于是,呼的一下,白玉堂正在全力施为的对象不见了,猝不及防,白玉堂差点来个狗啃泥,幸亏他身形灵活,一个转身,稳住身形,细看怀中的佳人已经变成一只火红的小猫儿,而且是只晕菜的猫儿!无奈的一笑,抱紧了受不了如此刺激,软如春泥的猫儿,点了点分外夺目、熠熠生辉的额间那点清辉:“这样就不行了?这比帐得算在你头上哦!看来你的债台要越垒越高了,呵呵!”
清溪月 7
月上柳梢头,人约黄昏后……如萤火虫一般的闪着晕光的几个亮点像要赴约似的,正慢悠悠的朝着某一方向飘动,悠闲而执着。白玉堂看着那些,嘴角挑起一丝冷笑,一个闪身,消失无踪。
白天喧闹的会展场地,到了夜晚,万籁俱寂,牡丹花们也都累了,蜷起墨绿的叶子,掩盖了国色天香的娇靥,沉沉入梦。只有那株夜光白在夜间仍散发着清莹的如冷玉般的光芒,引得那些晕光的亮点围绕在其四周,依依不舍,如痴如醉。猛然间,仿佛是一阵吸引力,从花上产生,亮点们挣扎了一下,全部被吸入花朵中,吸入了亮点的夜光白,仿佛增添了中意的养分,显得更加妖冶动人,花朵无风自动,翩翩起舞。
“切~!”白玉堂在远处看得嗤之以鼻,“如此遥夜,居然碰到一个这么让人不爽的妖怪。”看看怀中的小猫儿,“是干脆就地正法呐,还是……?不过,要是你的话,肯定不同意吧。”小猫儿仿佛感受到了什么,双耳突然竖起,接着睁开了大眼,看着白玉堂,摇了摇尾巴。白玉堂无奈的抱紧他,瞬间移动到了夜光白之前。猫儿跳上白玉堂的肩膀,开口道:
“修炼应靠天地日月之精华,为什么你要吸取人类的魂魄?这些魂魄会不得超生的,你这样做于心何忍?”
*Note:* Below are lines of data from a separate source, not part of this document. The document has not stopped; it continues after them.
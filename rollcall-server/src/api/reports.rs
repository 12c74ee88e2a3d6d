//! Teacher attendance reporting

use axum::{
    extract::{Query, State},
    Json,
};
use rollcall_common::attendance::AttendanceStatus;
use rollcall_common::db::AttendanceRecord;
use serde::Deserialize;
use serde_json::{json, Value};

use super::attendance::parse_date;
use crate::db::attendance::{self as ledger, AttendanceFilter};
use crate::error::ApiError;
use crate::pagination::calculate_pagination;
use crate::AppState;

/// Default rows per page for the attendance list
pub const ATTENDANCE_PAGE_SIZE: i64 = 50;

#[derive(Debug, Default, Deserialize)]
#[serde(rename_all = "camelCase")]
pub struct AttendanceListQuery {
    pub date: Option<String>,
    pub student_name: Option<String>,
    pub roll_number: Option<String>,
    pub status: Option<String>,
    pub page: Option<i64>,
    pub limit: Option<i64>,
}

fn list_row(record: &AttendanceRecord) -> Value {
    let student = record.student.as_ref();
    json!({
        "id": record.id,
        "studentName": student.map(|s| s.name.as_str()).unwrap_or("Unknown"),
        "rollNumber": student.map(|s| s.roll_number.as_str()).unwrap_or("-"),
        "year": student.map(|s| s.year.as_str()).unwrap_or("-"),
        "email": student.map(|s| s.email.as_str()).unwrap_or("-"),
        "date": record.date,
        "slot": record.slot,
        "status": record.status,
        "location": record.location.address,
        "faceVerified": record.face_verified,
        "markedAt": record.marked_at,
    })
}

/// GET /api/teacher/attendance-list
pub async fn attendance_list(
    State(state): State<AppState>,
    Query(query): Query<AttendanceListQuery>,
) -> Result<Json<Value>, ApiError> {
    let status = match query.status.as_deref().map(str::trim).filter(|s| !s.is_empty()) {
        Some(s) => Some(s.parse::<AttendanceStatus>()?),
        None => None,
    };
    let filter = AttendanceFilter {
        date: parse_date(query.date.as_deref(), "date")?,
        student_name: query.student_name,
        roll_number: query.roll_number,
        status,
    };

    let total = ledger::count_filtered(&state.db, &filter).await?;
    let pagination = calculate_pagination(
        total,
        query.page.unwrap_or(1),
        query.limit.unwrap_or(ATTENDANCE_PAGE_SIZE),
    );
    let records = ledger::list_filtered(&state.db, &filter, pagination.limit, pagination.offset).await?;

    Ok(Json(json!({
        "success": true,
        "total": total,
        "page": pagination.page,
        "pages": pagination.total_pages,
        "records": records.iter().map(list_row).collect::<Vec<_>>(),
    })))
}

#[derive(Debug, Default, Deserialize)]
pub struct SummaryQuery {
    pub date: Option<String>,
}

/// GET /api/teacher/attendance-summary
///
/// Defaults to today on the service clock.
pub async fn attendance_summary(
    State(state): State<AppState>,
    Query(query): Query<SummaryQuery>,
) -> Result<Json<Value>, ApiError> {
    let date = parse_date(query.date.as_deref(), "date")?.unwrap_or_else(|| state.clock.today());
    let summary = ledger::day_summary(&state.db, date).await?;

    Ok(Json(json!({
        "success": true,
        "date": date,
        "totalStudents": summary.total_students,
        "present": summary.present,
        "absent": summary.absent,
        "records": summary.records,
    })))
}
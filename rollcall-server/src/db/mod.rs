//! SQLite access for the HTTP service
//!
//! Schema creation lives in `rollcall_common::db`; this layer holds the
//! queries the handlers run. Ids are bound as TEXT.

pub mod accounts;
pub mod attendance;
pub mod marks;

pub use attendance::SqliteAttendanceStore;

/// Search key for name and roll-number filters
///
/// SQLite's `LOWER` only folds ASCII, so the folded copy is computed here and
/// stored next to the original column.
pub(crate) fn fold_case(value: &str) -> String {
    value.trim().to_lowercase()
}

/// Duplicate-key insert, reported by SQLite as a unique constraint failure
pub(crate) fn unique_violation(err: &sqlx::Error) -> Option<String> {
    match err {
        sqlx::Error::Database(db) if db.is_unique_violation() => Some(db.message().to_string()),
        _ => None,
    }
}
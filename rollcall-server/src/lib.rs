//! rollcall-server library
//!
//! HTTP front end for campus attendance and teacher mark sheets.
//! Exposes AppState and build_router so integration tests can drive the
//! router without a socket.

use axum::{
    extract::DefaultBodyLimit,
    middleware,
    routing::{get, post, put},
    Router,
};
use rollcall_common::attendance::AttendanceEngine;
use rollcall_common::config::ServiceConfig;
use rollcall_common::marks::{CsvSheetWriter, SheetWriter};
use rollcall_common::time::SharedClock;
use sqlx::SqlitePool;
use std::sync::Arc;
use tower_http::{cors::CorsLayer, limit::RequestBodyLimitLayer, trace::TraceLayer};

pub mod api;
pub mod db;
pub mod error;
pub mod pagination;

use db::SqliteAttendanceStore;

/// Request bodies larger than this are refused
pub const BODY_LIMIT: usize = 10 * 1024 * 1024;

/// Application state shared across handlers
#[derive(Clone)]
pub struct AppState {
    /// Database connection pool
    pub db: SqlitePool,
    /// Token signing secret
    pub shared_secret: i64,
    pub config: Arc<ServiceConfig>,
    pub clock: SharedClock,
    pub sheet_writer: Arc<dyn SheetWriter>,
    pub attendance: Arc<AttendanceEngine<SqliteAttendanceStore>>,
}

impl AppState {
    /// Build state from a validated config
    ///
    /// Fails only when the config describes an impossible geofence.
    pub fn new(
        db: SqlitePool,
        shared_secret: i64,
        config: ServiceConfig,
        clock: SharedClock,
    ) -> rollcall_common::Result<Self> {
        let policy = config.eligibility_policy()?;
        let engine = AttendanceEngine::new(policy, SqliteAttendanceStore::new(db.clone()), clock.clone());
        Ok(Self {
            db,
            shared_secret,
            config: Arc::new(config),
            clock,
            sheet_writer: Arc::new(CsvSheetWriter),
            attendance: Arc::new(engine),
        })
    }

    /// Milliseconds since the epoch on the service clock
    pub fn now_ms(&self) -> i64 {
        self.clock.now().and_utc().timestamp_millis()
    }
}

/// Build application router
pub fn build_router(state: AppState) -> Router {
    let student = Router::new()
        .route(
            "/api/student/profile",
            get(api::students::get_profile).put(api::students::update_profile),
        )
        .route("/api/student/mark-attendance", post(api::attendance::mark_attendance))
        .route("/api/student/attendance", get(api::attendance::attendance_history))
        .route_layer(middleware::from_fn_with_state(state.clone(), api::require_student));

    let teacher = Router::new()
        .route("/api/teacher/profile", get(api::teachers::get_profile))
        .route("/api/teacher/change-password", put(api::teachers::change_password))
        .route("/api/teacher/process-voice", post(api::marks::process_voice))
        .route("/api/teacher/generate-excel", post(api::marks::generate_sheet))
        .route("/api/teacher/save-entries", post(api::marks::save_entries))
        .route("/api/teacher/mark-entries", get(api::marks::list_entries))
        .route(
            "/api/teacher/mark-entries/:id",
            get(api::marks::get_entry).delete(api::marks::delete_entry),
        )
        .route("/api/teacher/roster", get(api::marks::get_roster))
        .route("/api/teacher/correct-name", post(api::marks::correct_name))
        .route("/api/teacher/attendance-list", get(api::reports::attendance_list))
        .route("/api/teacher/attendance-summary", get(api::reports::attendance_summary))
        .route_layer(middleware::from_fn_with_state(state.clone(), api::require_teacher));

    let public = Router::new()
        .merge(api::health_routes())
        .route("/api/student/register", post(api::students::register))
        .route("/api/student/login", post(api::students::login))
        .route("/api/teacher/register", post(api::teachers::register))
        .route("/api/teacher/login", post(api::teachers::login));

    Router::new()
        .merge(student)
        .merge(teacher)
        .merge(public)
        .layer(DefaultBodyLimit::disable())
        .layer(RequestBodyLimitLayer::new(BODY_LIMIT))
        .layer(TraceLayer::new_for_http())
        .layer(CorsLayer::permissive())
        .with_state(state)
}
隐隐白雾随着他们的出现逐渐升腾,然后退散,显出一个美丽妖娆的女子,白衣如雪,似玉,清光隐隐。不和谐的是她的双眼目露红光,本应高雅素净之姿却显出分外的充满世俗和欲望。举手投足一阵阴风飙起,让对怨气不太敏感的白玉堂都觉得寒毛倒竖,小猫儿更是全身戒备
“呵呵,”娇娇的声音笑起,诡异悚然,“天地日月?光靠这种东西能够成为众花之魁?”
“花魁?我看是花鬼吧。”白玉堂最讨厌这种妖艳不良的东西了
花妖并不理他,仍然注视着昭昭,一笑,招手又吸引来几个光晕“这些都是一些死而不甘的魂魄,他们的怨、恨和不甘是最强的能量,不是吗?我只是给他们一个用武之地啊!你很难受吧。呵呵。”说着一阵阴风袭来,灵巧的躲过攻击,白玉堂刚想给她点厉害瞧瞧,让她知道她在对谁放肆,但是
“玉堂,别,别伤害她!”猫儿在白玉堂肩上急急的叫道。然后跳到白玉堂身前,一身湖蓝色的长衫飒飒带风,不顾让他分外不适的阵阵阴风,双手放出清光护住白玉堂,猫儿般轻灵的纵身跳在花妖背后,伸手点在她后颈,向里源源不断的输入自己从父亲那里继承来的净化之力。花妖大惊,不断挣扎,却像网中之鱼,挣扎不出,可又没有停止的迹象,大有鱼死网破的趋势。昭昭的脸色越来越苍白,却也仍不收手。白玉堂急得像热锅上的蚂蚁,想出手又怕昭昭生气--他可不会什么净化,他出手,那个东西就只有死路一条……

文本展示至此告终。